→ **PROBLEM TO WORK ON**: When the material ends, stop; until then, set down every line exactly.

→ **RECORDS SHOWN**:

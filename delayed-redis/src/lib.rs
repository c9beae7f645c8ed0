//! # delayed-redis
//!
//! Pooled Redis access shared by the job state store and queue backend.
//!
//! ```rust,ignore
//! use delayed_redis::{RedisConfig, RedisService};
//!
//! let redis = RedisService::new(RedisConfig::from_env().build()).await?;
//! redis.hset("unique_jobs", "digest", "default_4f1c...").await?;
//! let last: Option<String> = redis.hget("unique_jobs", "digest").await?;
//! ```

mod config;
mod error;
mod pool;
mod service;

pub use config::{RedisConfig, RedisConfigBuilder};
pub use error::{RedisError, Result};
pub use pool::{RedisConnection, RedisPool, RedisPoolBuilder};
pub use service::{PoolStats, RedisService};

// Re-export redis crate for pipelines
pub use redis;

→ **RESULT OF THIS EXERCISE**:
filename delayed-redis/src/lib.rs
repository c9beae7f645c8ed0
//! # delayed-redis
//!
//! Pooled Redis access shared by the job state store and queue backend.
//!
//! ```rust,ignore
//! use delayed_redis::{RedisConfig, RedisService};
//!
//! let redis = RedisService::new(RedisConfig::from_env().build()).await?;
//! redis.hset("unique_jobs", "digest", "default_4f1c...").await?;
//! let last: Option<String> = redis.hget("unique_jobs", "digest").await?;
//! ```

mod config;
mod error;
mod pool;
mod service;

pub use config::{RedisConfig, RedisConfigBuilder};
pub use error::{RedisError, Result};
pub use pool::{RedisConnection, RedisPool, RedisPoolBuilder};
pub use service::{PoolStats, RedisService};

// Re-export redis crate for pipelines
pub use redis;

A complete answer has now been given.